Six More Christians Executed by Terrorists in West African Church Attacks
Kayla Koslosky has been the Editor of ChristianHeadlines.com since 2018. She has B.A. degrees in English and History and previously wrote for and was the managing editor of the Yellow Jacket newspaper. She has written on her blog since 2012 and has also contributed to IBelieve.com and Crosswalk.com.
- 2019 May 13
Another church in West Africa's Burkina Faso was targeted by terrorists this Sunday leaving six dead.
According to Christianity Today, six Christians were killed in a Burkina Faso Catholic church in the town of Dablo, after people on motorcycles raided the church, executed five worshippers and the priest and then set the church on fire.
Reportedly, the motorcyclists entered the church during the Sunday morning Mass and opened fire on the churchgoers.
According to the Burkina Information Agency, the attackers “ordered the women and children to clear the scene before executing six men, including the priest.”
According to Reuters, the men also looted several stores in the town, including the pharmacy, before taking off.
This is the second attack in this area since Easter that have had nearly identical M.Os.

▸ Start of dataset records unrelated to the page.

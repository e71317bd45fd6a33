//! Network boundary for the interceptor.
//!
//! Everything the worker sends over the wire goes through the [`Network`]
//! trait so that hosts (and tests) can decide what "the network" is.

mod client;
#[cfg(test)]
pub mod testing;
mod types;

use async_trait::async_trait;
use thiserror::Error;
use url::Url;

pub use client::HttpNetwork;
pub use types::{Request, RequestMode, Response};

/// Transport-level failure: no connectivity, DNS failure, timeout.
///
/// An HTTP error status is a [`Response`], never a `NetworkError`.
#[derive(Debug, Clone, Error)]
#[error("network request to {url} failed: {message}")]
pub struct NetworkError {
  pub url: String,
  pub message: String,
}

impl NetworkError {
  pub fn new(url: &Url, message: impl std::fmt::Display) -> Self {
    Self {
      url: url.to_string(),
      message: message.to_string(),
    }
  }
}

/// Something that can perform a request and hand back the full response.
#[async_trait]
pub trait Network: Send + Sync {
  async fn fetch(&self, request: &Request) -> Result<Response, NetworkError>;
}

As Christian Headlines previously reported, six Christians were executed in a West African Protestant church on April 28, after they refused to convert to Islam.
Several armed motorcyclists opened fire on the Assemblies of God church in a Burkina Faso killing six people, including the church’s long-time pastor Pierre Ouédraogo, after they refuse to deny their Christian faith.
According to the Associated Press, no one immediately claimed responsibility for the attack in April, though violent Islamist extremism has increasingly become a problem in the country.
Reuters reports that Burkina Faso has seen a rise in religiously fueled attacks in 2019. Burkina Faso is a landlocked country that shares a border with Mali, a nation that has long been a center for conflict and terrorism.
Reuter reports that groups located in Mali with links to ISIS and al Qaeda have sought to “fuel local tensions and extend their influence” in Burkina Faso and the Sahel region.